Actually I am curious on the performance for BWT compression. Let say for the final stage compression, if we use only RLE or only Huffman coding, wil there be much differ on compression ratio wise?
Because currently I am having a BWT source code which compress the input texts in this sequence. bwtsort->mtf->huffman. So I am thinking will it impact much on the compression ratio if I remove the huffman process and replace with RLE.
-Eric
At the same time, do anyone has C source code for BWT? Could you send it to me or post the link? Thanks.
Here is my email address:-
alienchean@gmail.com
@eric:
RLE will not have a large effect on compression - it is in place mostly to prevent pathological sort times. If you leave it out, a file with enormously long repeated strings will take a long time to sort, but will still compress well.
Doing RLE only and not Huffman makes no sense.
- Mark
You said in your document that huffman cannot compress better than arithmetic coding but then take a look in this stackoverflow question
http://stackoverflow.com/questions/1755624/request-for-comments-on-huffman-compression
@arabcoder:
I don't see much interesting in the stackoverflow comment thread.
And yes, arithmetic coding will either equal or outperform Huffman coding.
- Mark
thank you for your answer, maybe I am doing something wrong
@arabcoder:
I'm not really sure what you are doing or what your question is.
- Mark
Can anyone please let me know how to run this whole set of codes to compress a file. I really want to compress a set of files using this bwt. But when I try executing it, I have no option of inputting files. Please help me out somehow. I'm really in need of it as I'm doing a dissertation based on it. Please people.

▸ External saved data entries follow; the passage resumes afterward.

/// Summary of a [`SessionDirectory::leave`] call.
#[derive(Debug, Clone, PartialEq, Eq)]
pub struct LeaveOutcome {
    pub session_id: SessionId,
    pub role: Role,
    /// `true` if the session had no participants left and was removed.
    pub session_removed: bool,
    /// Number of remaining participants that were sent `device-disconnected`.
    pub notified: usize,
}

/// Role slots of one session.
///
/// A `BTreeMap` keeps "the other participant" deterministic should a peer
/// ever invent a third role label.
#[derive(Debug, Default)]
struct Session {
    slots: BTreeMap<Role, ConnectionHandle>,
}

impl Session {
    fn role_of(&self, id: ConnectionId) -> Option<&Role> {
        self.slots
            .iter()
            .find(|(_, handle)| handle.id() == id)
            .map(|(role, _)| role)
    }

    fn others<'a>(&'a self, role: &'a Role) -> impl Iterator<Item = &'a ConnectionHandle> + 'a {
        self.slots
            .iter()
            .filter(move |(r, _)| *r != role)
            .map(|(_, handle)| handle)
    }
}

#[derive(Debug, Default)]
struct DirectoryState {
    sessions: HashMap<SessionId, Session>,
    registrations: HashMap<ConnectionId, Registration>,
}

// ── Directory ─────────────────────────────────────────────────────────────────

/// Process-wide directory of sessions, shared by all connection tasks.
#[derive(Debug)]
pub struct SessionDirectory {
    state: Mutex<DirectoryState>,
    notify_departures: bool,
}

impl Default for SessionDirectory {
    fn default() -> Self {
        Self::new()
    }
}
//! Line-oriented commands accepted by the touchpad on stdin.
//!
//! ```text
//! move <dx> <dy>    send a raw movement delta
//! touch <x> <y>     finger down at a point
//! drag <x> <y>      finger moved to a point (sends the scaled delta)
//! release           finger lifted
//! click             send a click
//! quit              leave the session
//! ```

use std::str::FromStr;

use thiserror::Error;

/// A parsed touchpad command.
#[derive(Debug, Clone, Copy, PartialEq)]
pub enum TouchpadCommand {
    Move { dx: f64, dy: f64 },
    Touch { x: f64, y: f64 },
    Drag { x: f64, y: f64 },
    Release,
    Click,
    Quit,
}

#[derive(Debug, Error, PartialEq)]
pub enum CommandError {
    #[error("empty command")]
    Empty,
    #[error("unknown command `{0}`")]
    Unknown(String),
    #[error("`{command}` expects {expected} argument(s), got {got}")]
    Arity {
        command: &'static str,
        expected: usize,
        got: usize,
    },
    #[error("`{0}` is not a finite number")]
    BadNumber(String),
}

impl FromStr for TouchpadCommand {
    type Err = CommandError;

    fn from_str(line: &str) -> Result<Self, Self::Err> {
        let mut words = line.split_whitespace();
        let verb = words.next().ok_or(CommandError::Empty)?;
        let args: Vec<&str> = words.collect();

        match verb.to_ascii_lowercase().as_str() {
            "move" | "m" => {
                let (dx, dy) = two_numbers("move", &args)?;
                Ok(Self::Move { dx, dy })
            }
            "touch" | "t" => {
                let (x, y) = two_numbers("touch", &args)?;
                Ok(Self::Touch { x, y })
            }
            "drag" | "d" => {
                let (x, y) = two_numbers("drag", &args)?;
                Ok(Self::Drag { x, y })
            }
            "release" | "r" => no_args("release", &args).map(|()| Self::Release),
            "click" | "c" => no_args("click", &args).map(|()| Self::Click),
            "quit" | "q" | "exit" => no_args("quit", &args).map(|()| Self::Quit),
            _ => Err(CommandError::Unknown(verb.to_string())),
        }
    }
}

fn two_numbers(command: &'static str, args: &[&str]) -> Result<(f64, f64), CommandError> {
    match args {
        [a, b] => Ok((number(a)?, number(b)?)),
        _ => Err(CommandError::Arity {
            command,
            expected: 2,
            got: args.len(),
        }),
    }
}

fn no_args(command: &'static str, args: &[&str]) -> Result<(), CommandError> {
    if args.is_empty() {
        Ok(())
    } else {
        Err(CommandError::Arity {
            command,
            expected: 0,
            got: args.len(),
        })
    }
}

fn number(word: &str) -> Result<f64, CommandError> {
    word.parse::<f64>()
        .ok()
        .filter(|n| n.is_finite())
        .ok_or_else(|| CommandError::BadNumber(word.to_string()))
}

// ── Tests ─────────────────────────────────────────────────────────────────────
//! WebSocket server: accept loop and per-connection task management.
//!
//! This module is responsible for:
//!
//! 1. Binding a TCP listener on the configured address.
//! 2. Accepting incoming TCP connections and upgrading them to WebSocket.
//!    Any `Origin` is accepted; restricting origins is a deployment concern.
//! 3. Running two halves per connection:
//!    - **Reader** (in the connection task): decodes JSON text frames and
//!      feeds them to the connection's [`ConnectionLifecycle`].
//!    - **Writer** (a spawned task): drains the connection's outbound queue
//!      into the socket and sends keepalive Pings.
//! 4. Removing the connection from the [`SessionDirectory`] when either half
//!    ends (close frame, network error, idle timeout, write failure).
//! 5. Stopping the accept loop when the `running` flag is cleared.
//!
//! # Why a queue per connection?
//!
//! The router must never wait on a slow or dead peer.  Forwarding an event is
//! a `try_send` into the destination's bounded queue; only that
//! destination's writer task ever touches its socket.

use std::net::SocketAddr;
use std::sync::{
    atomic::{AtomicBool, Ordering},
    Arc,
};
use std::time::Duration;

use anyhow::Context;
use futures_util::stream::{SplitSink, SplitStream};
use futures_util::{SinkExt, StreamExt};
use tokio::net::{TcpListener, TcpStream};
use tokio::sync::mpsc;
use tokio::time::{interval, timeout, MissedTickBehavior};
use tokio_tungstenite::{
    accept_async,
    tungstenite::{Error as WsError, Message as WsMessage},
    WebSocketStream,
};
use tracing::{debug, error, info, trace, warn};

use cursorlink_core::{decode_client_message, encode_server_message, ConnectionId, ServerMessage};

use crate::application::{
    ConnectionHandle, ConnectionLifecycle, Handled, RouteOutcome, SessionDirectory,
};
use crate::domain::config::RelayConfig;

type WsSink = SplitSink<WebSocketStream<TcpStream>, WsMessage>;
type WsSource = SplitStream<WebSocketStream<TcpStream>>;

// ── Public API ────────────────────────────────────────────────────────────────

/// Binds the relay listener and serves connections until `running` is
/// cleared.
///
/// # Errors
///
/// Returns an error if the listener cannot be bound (port in use, missing
/// permission).
pub async fn run_server(config: RelayConfig, running: Arc<AtomicBool>) -> anyhow::Result<()> {
    let listener = bind_listener(&config).await?;
    let directory =
        Arc::new(SessionDirectory::new().with_departure_notices(config.notify_departures));
    serve(listener, config, directory, running).await
}

/// Binds the TCP listener described by `config.bind_addr`.
///
/// # Errors
///
/// Returns an error if the address cannot be bound.
pub async fn bind_listener(config: &RelayConfig) -> anyhow::Result<TcpListener> {
    TcpListener::bind(config.bind_addr)
        .await
        .with_context(|| format!("failed to bind relay listener on {}", config.bind_addr))
}

/// Runs the accept loop on an already-bound listener.
///
/// Each accepted connection is handed to its own Tokio task so that one slow
/// peer never delays the others.  Taking the listener and directory from the
/// caller lets tests bind port 0 and inspect the directory while the server
/// runs.
///
/// # Errors
///
/// Currently always returns `Ok`; accept errors are logged and skipped.
pub async fn serve(
    listener: TcpListener,
    config: RelayConfig,
    directory: Arc<SessionDirectory>,
    running: Arc<AtomicBool>,
) -> anyhow::Result<()> {
    if let Ok(addr) = listener.local_addr() {
        info!("relay listening on {addr}");
    }
    let config = Arc::new(config);

    loop {
        if !running.load(Ordering::Relaxed) {
            info!("shutdown flag set; stopping accept loop");
            break;
        }

        // Short accept timeout so the loop notices the shutdown flag even when
        // nobody is connecting.
        match timeout(Duration::from_millis(200), listener.accept()).await {
            Ok(Ok((stream, peer_addr))) => {
                debug!("new connection from {peer_addr}");
                let cfg = Arc::clone(&config);
                let dir = Arc::clone(&directory);
                tokio::spawn(async move {
                    handle_connection(stream, peer_addr, cfg, dir).await;
                });
            }
            Ok(Err(e)) => {
                // Transient (e.g. out of file descriptors); keep serving.
                error!("accept error: {e}");
            }
            Err(_) => {}
        }
    }

    Ok(())
}

// ── Per-connection handler ────────────────────────────────────────────────────

async fn handle_connection(
    raw_stream: TcpStream,
    peer_addr: SocketAddr,
    config: Arc<RelayConfig>,
    directory: Arc<SessionDirectory>,
) {
    match run_connection(raw_stream, peer_addr, config, directory).await {
        Ok(()) => debug!("connection {peer_addr} closed"),
        Err(e) => warn!("connection {peer_addr} closed with error: {e:#}"),
    }
}

/// Runs the complete lifecycle of one peer connection.
///
/// # Errors
///
/// Returns an error if the WebSocket handshake fails or does not finish
/// within the idle timeout.
async fn run_connection(
    raw_stream: TcpStream,
    peer_addr: SocketAddr,
    config: Arc<RelayConfig>,
    directory: Arc<SessionDirectory>,
) -> anyhow::Result<()> {
    // A client that opens TCP but never sends the Upgrade request is given
    // the same grace as a silent established connection.
    let ws_stream = timeout(config.idle_timeout(), accept_async(raw_stream))
        .await
        .map_err(|_| anyhow::anyhow!("WebSocket handshake with {peer_addr} timed out"))?
        .with_context(|| format!("WebSocket handshake failed with {peer_addr}"))?;

    let conn_id = ConnectionId::new();
    let label = format!("{conn_id} ({peer_addr})");
    info!("connection {label} established");

    let (ws_tx, mut ws_rx) = ws_stream.split();
    let (out_tx, out_rx) = mpsc::channel::<ServerMessage>(config.queue_capacity());
    let mut lifecycle =
        ConnectionLifecycle::new(ConnectionHandle::new(conn_id, out_tx), directory);

    let mut writer_task = tokio::spawn(write_loop(
        ws_tx,
        out_rx,
        config.ping_interval,
        label.clone(),
    ));

    tokio::select! {
        _ = read_loop(&mut ws_rx, &mut lifecycle, config.idle_timeout(), &label) => {
            debug!("connection {label}: reader ended");
        }
        _ = &mut writer_task => {
            debug!("connection {label}: writer ended");
        }
    }

    // Leave the directory before the writer goes away so no event is routed
    // into a queue nobody drains.
    if let Some(left) = lifecycle.on_close() {
        debug!(
            "connection {label}: left session {} as {} (session removed: {})",
            left.session_id, left.role, left.session_removed
        );
    }
    writer_task.abort();
    info!("connection {label} closed");

    Ok(())
}

/// Reads frames until the peer closes, errors, or goes silent for
/// `idle_timeout`.
async fn read_loop(
    ws_rx: &mut WsSource,
    lifecycle: &mut ConnectionLifecycle,
    idle_timeout: Duration,
    label: &str,
) {
    loop {
        let next = match timeout(idle_timeout, ws_rx.next()).await {
            Ok(next) => next,
            Err(_) => {
                info!("connection {label}: no frames for {idle_timeout:?}, closing");
                break;
            }
        };

        let ws_msg = match next {
            Some(Ok(msg)) => msg,
            Some(Err(WsError::ConnectionClosed | WsError::Protocol(_))) => {
                debug!("connection {label}: WebSocket closed");
                break;
            }
            Some(Err(e)) => {
                warn!("connection {label}: WebSocket error: {e}");
                break;
            }
            None => {
                debug!("connection {label}: stream ended");
                break;
            }
        };

        match ws_msg {
            WsMessage::Text(frame) => handle_text_frame(lifecycle, &frame, label),
            WsMessage::Binary(_) => {
                // The protocol is JSON-only.
                warn!("connection {label}: unexpected binary frame (ignored)");
            }
            WsMessage::Ping(_) | WsMessage::Pong(_) => {
                // tokio-tungstenite answers Pings itself; either way the peer is alive.
                trace!("connection {label}: ping/pong");
            }
            WsMessage::Close(_) => {
                debug!("connection {label}: Close frame received");
                break;
            }
            WsMessage::Frame(_) => {}
        }
    }
}

/// Decodes one text frame and applies it to the connection.
///
/// Malformed frames are logged and dropped; they never close the connection.
fn handle_text_frame(lifecycle: &mut ConnectionLifecycle, frame: &str, label: &str) {
    let msg = match decode_client_message(frame) {
        Ok(m) => m,
        Err(e) => {
            warn!("connection {label}: dropping malformed frame: {e}");
            return;
        }
    };

    let kind = msg.kind();
    match lifecycle.on_message(msg) {
        Handled::Joined(outcome) => {
            debug!(
                "connection {label}: join handled (new session: {}, peers notified: {})",
                outcome.created_session, outcome.notified
            );
        }
        Handled::Routed(RouteOutcome::Forwarded) => {
            trace!("connection {label}: forwarded {kind}");
        }
        Handled::Routed(outcome) => {
            debug!("connection {label}: dropped {kind}: {outcome:?}");
        }
        Handled::Ignored => {}
    }
}

/// Drains the outbound queue into the socket and sends keepalive Pings.
async fn write_loop(
    mut ws_tx: WsSink,
    mut out_rx: mpsc::Receiver<ServerMessage>,
    ping_interval: Duration,
    label: String,
) {
    let mut ticker = interval(ping_interval);
    ticker.set_missed_tick_behavior(MissedTickBehavior::Delay);
    // The first tick resolves immediately; skip it.
    ticker.tick().await;

    loop {
        tokio::select! {
            msg = out_rx.recv() => {
                let Some(msg) = msg else { break };
                let frame = match encode_server_message(&msg) {
                    Ok(frame) => frame,
                    Err(e) => {
                        error!("connection {label}: {e}");
                        continue;
                    }
                };
                if let Err(e) = ws_tx.send(WsMessage::Text(frame)).await {
                    debug!("connection {label}: send failed: {e}");
                    break;
                }
            }
            _ = ticker.tick() => {
                if let Err(e) = ws_tx.send(WsMessage::Ping(Vec::new())).await {
                    debug!("connection {label}: keepalive ping failed: {e}");
                    break;
                }
            }
        }
    }
}
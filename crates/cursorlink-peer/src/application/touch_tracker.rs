//! TouchTracker: turns absolute touch points into relative movement.
//!
//! A touchscreen reports where the finger *is*; the relay carries how far the
//! cursor should *move*.  Each drag point is compared with the previous one
//! and the difference is scaled by a sensitivity factor, so a small phone
//! screen can sweep a much larger display.

/// Default multiplier applied to finger movement.
pub const DEFAULT_SENSITIVITY: f64 = 2.5;

#[derive(Debug, Clone)]
pub struct TouchTracker {
    sensitivity: f64,
    last: Option<(f64, f64)>,
}

impl TouchTracker {
    pub fn new(sensitivity: f64) -> Self {
        Self {
            sensitivity,
            last: None,
        }
    }

    pub fn sensitivity(&self) -> f64 {
        self.sensitivity
    }

    /// A finger touched down at `(x, y)`.  Produces no movement.
    pub fn touch_start(&mut self, x: f64, y: f64) {
        self.last = Some((x, y));
    }

    /// The finger moved to `(x, y)`.
    ///
    /// Returns the scaled delta since the previous point, or `None` when no
    /// touch is in progress (the point then starts a new touch).
    pub fn touch_move(&mut self, x: f64, y: f64) -> Option<(f64, f64)> {
        let previous = self.last.replace((x, y))?;
        let dx = (x - previous.0) * self.sensitivity;
        let dy = (y - previous.1) * self.sensitivity;
        Some((dx, dy))
    }

    /// The finger lifted.  The next move starts a fresh touch.
    pub fn touch_end(&mut self) {
        self.last = None;
    }

    pub fn is_touching(&self) -> bool {
        self.last.is_some()
    }
}

impl Default for TouchTracker {
    fn default() -> Self {
        Self::new(DEFAULT_SENSITIVITY)
    }
}

// ── Tests ─────────────────────────────────────────────────────────────────────
//! Infrastructure layer for cursorlink-relay.
//!
//! The infrastructure layer handles all I/O.
//!
//! # Responsibilities
//!
//! - Binding the TCP listener and performing the WebSocket upgrade
//! - Spawning per-connection Tokio tasks and their writer tasks
//! - Reading the optional TOML config file
//! - Working out which addresses to print in the startup banner
//!
//! # What does NOT belong here?
//!
//! - Session bookkeeping and routing decisions (that is the application layer)
//! - Message type definitions (that is `cursorlink-core`)

pub mod config_file;
pub mod net_info;
pub mod ws_server;

// Re-export the primary entry points so `main.rs` can call them concisely.
pub use config_file::{ConfigError, RelayFileConfig};
pub use ws_server::{bind_listener, run_server, serve};
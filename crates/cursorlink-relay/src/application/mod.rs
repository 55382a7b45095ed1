//! Application layer for cursorlink-relay.
//!
//! The application layer knows *what* the relay does (pair connections by
//! session, forward events between them) but not *how* bytes reach a socket.
//!
//! # Responsibilities
//!
//! - Keeping the session directory (`session_directory`)
//! - Forwarding movement and click events (`event_router`)
//! - Driving each connection through its lifecycle (`connection_lifecycle`)
//!
//! # What does NOT belong here?
//!
//! - Opening sockets or listening for connections (that is infrastructure)
//! - WebSocket framing (handled by tokio-tungstenite)

pub mod connection_lifecycle;
pub mod event_router;
pub mod session_directory;

pub use connection_lifecycle::{ConnectionLifecycle, ConnectionState, Handled};
pub use event_router::{EventRouter, PeerEvent, RouteOutcome};
pub use session_directory::{
    ConnectionHandle, Delivery, JoinOutcome, LeaveOutcome, Registration, SessionDirectory,
};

Help me out.
Regards,
Mohan
Hi mark,
can you explain to me the reasons why the BWT is implemented in this manner with the MTF?
why is it done this way rather than in any other way?
what are the advantages to it?
@John:
If you look at the raw output of the BWT encoder, you will see that the data stream contains frequent repetitions of a small set of characters. This is the natural result of the sorting process. If we are looking at the characters that precede the string 'he boy got out of bed', you are going to see a preponderance of 'T' and 't'.
So MTF provides a handy way to take advantage of it. If you had, for example, a string like 'tttttTtTtttt' you might have an MTF output of 0 0 0 0 0 0 0 1 0 1 0 0 0 ....
This compresses very well using conventional entropy encoders.
- Mark
Thanks mark, i can see why there are advantages to it now using the BWT with the MTF.
can you have a look at the program which i had sent to you by email and tell me what futher improvements could be done to it, and why it is designed this way rather than any other ways, but if there are better ways in creating the compression program, what would they be?
thank you again
@John:
No, I don't really have the time to evaluate somebody else's program. Perhaps you should check with the original author?
- Mark
ok, dont worry mark, i will try, i will find it out. However, i have one more question, when using the BWT with the MTF, why is it that the decoder is very slow, is there a reason for this? is it because of the block size?
@John:
I can't really answer that - it may be the particular file you are using, it may be the compiler you used to build the code, or it may be inefficiencies in my code. As stated in the source, my code was written for clarity, not speed.
For a more representative test, see how the same files work with bzip2, which is much more optimized.
- Mark
ok, thanks for the quick replies mark, greatly appreciated
john
Hi mark,
sorry to bother you again, but i have found out why the decompression speed is slower when using BWT with the MTF, i read somewhere that if the program does not contain a linear algorithm in it, then the block size will affect the compression and decompression speed. This will not be the case for a linear algorithm though.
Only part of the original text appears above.